◆ TASK STATEMENT ◆
Please transcribe the data that follows exactly, from its first line through the line that contains "use tokio::sync::Mutex;".

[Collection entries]
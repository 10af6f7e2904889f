//! Request pacing and quota budgets.
//!
//! A [`Pacer`] spaces successive calls by a fixed interval; adapters use one
//! per instance (`1 / requests_per_second`) and the pipeline uses one for
//! classifications (`classify_delay_ms`). A [`QuotaBudget`] is an in-memory
//! unit counter for APIs with daily or per-run quotas.

use std::sync::atomic::{AtomicBool, AtomicU32, Ordering};
use std::time::Duration;

use tokio::sync::Mutex;
use tokio::time::Instant;

/// Fixed-interval pacing between successive calls.
pub struct Pacer {
    interval: Duration,
    next_slot: Mutex<Option<Instant>>,
}

impl Pacer {
    pub fn with_interval(interval: Duration) -> Self {
        Self {
            interval,
            next_slot: Mutex::new(None),
        }
    }

    /// Pacer for a requests-per-second limit. Non-positive rates disable pacing.
    pub fn per_second(requests_per_second: f64) -> Self {
        let interval = if requests_per_second.is_finite() && requests_per_second > 0.0 {
            Duration::from_secs_f64(1.0 / requests_per_second)
        } else {
            Duration::ZERO
        };
        Self::with_interval(interval)
    }

    pub fn interval(&self) -> Duration {
        self.interval
    }

    /// Wait until the next slot is free. The first call returns immediately.
    pub async fn wait(&self) {
        let mut next = self.next_slot.lock().await;
        if let Some(at) = *next {
            tokio::time::sleep_until(at).await;
        }
        *next = Some(Instant::now() + self.interval);
    }
}

/// Unit budget for a quota-limited API.
///
/// The first refused spend marks the budget exhausted; callers stop
/// issuing requests from then on, even ones that would still fit.
#[derive(Debug)]
pub struct QuotaBudget {
    name: &'static str,
    limit: u32,
    used: AtomicU32,
    exhausted: AtomicBool,
}

impl QuotaBudget {
    pub fn new(name: &'static str, limit: u32) -> Self {
        Self {
            name,
            limit,
            used: AtomicU32::new(0),
            exhausted: AtomicBool::new(false),
        }
    }

    /// Reserve `units`. Returns `false`, and logs, when that would exceed the limit.
    pub fn try_spend(&self, units: u32) -> bool {
        if self.is_exhausted() {
            return false;
        }
        let reserved = self
            .used
            .fetch_update(Ordering::SeqCst, Ordering::SeqCst, |used| {
                used.checked_add(units).filter(|total| *total <= self.limit)
            });
        match reserved {
            Ok(_) => true,
            Err(used) => {
                self.exhausted.store(true, Ordering::SeqCst);
                tracing::warn!(
                    quota = self.name,
                    used,
                    limit = self.limit,
                    requested = units,
                    "quota exhausted, skipping request"
                );
                false
            }
        }
    }

    pub fn is_exhausted(&self) -> bool {
        self.exhausted.load(Ordering::SeqCst)
    }

    pub fn used(&self) -> u32 {
        self.used.load(Ordering::SeqCst)
    }

    pub fn remaining(&self) -> u32 {
        self.limit.saturating_sub(self.used())
    }
}

#[cfg(test)]
mod tests {
    use super::*;

    #[test]
    fn budget_stops_at_limit() {
        let budget = QuotaBudget::new("youtube", 102);
        assert!(budget.try_spend(1));
        assert!(budget.try_spend(100));
        assert!(!budget.is_exhausted());
        assert!(!budget.try_spend(100));
        assert!(budget.is_exhausted());
        assert_eq!(budget.used(), 101);
        // refused from here on, even though one unit is left
        assert!(!budget.try_spend(1));
        assert_eq!(budget.remaining(), 1);
    }

    #[test]
    fn rate_to_interval() {
        assert_eq!(Pacer::per_second(2.0).interval(), Duration::from_millis(500));
        assert_eq!(Pacer::per_second(0.0).interval(), Duration::ZERO);
    }

    #[tokio::test]
    async fn second_call_waits() {
        let pacer = Pacer::with_interval(Duration::from_millis(40));
        let start = std::time::Instant::now();
        pacer.wait().await;
        assert!(start.elapsed() < Duration::from_millis(40));
        pacer.wait().await;
        assert!(start.elapsed() >= Duration::from_millis(40));
    }
}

◆ RESPONSE TO THIS EXERCISE ◆
repository 10af6f7e2904889f
//! Request pacing and quota budgets.
//!
//! A [`Pacer`] spaces successive calls by a fixed interval; adapters use one
//! per instance (`1 / requests_per_second`) and the pipeline uses one for
//! classifications (`classify_delay_ms`). A [`QuotaBudget`] is an in-memory
//! unit counter for APIs with daily or per-run quotas.

use std::sync::atomic::{AtomicBool, AtomicU32, Ordering};
use std::time::Duration;

use tokio::sync::Mutex;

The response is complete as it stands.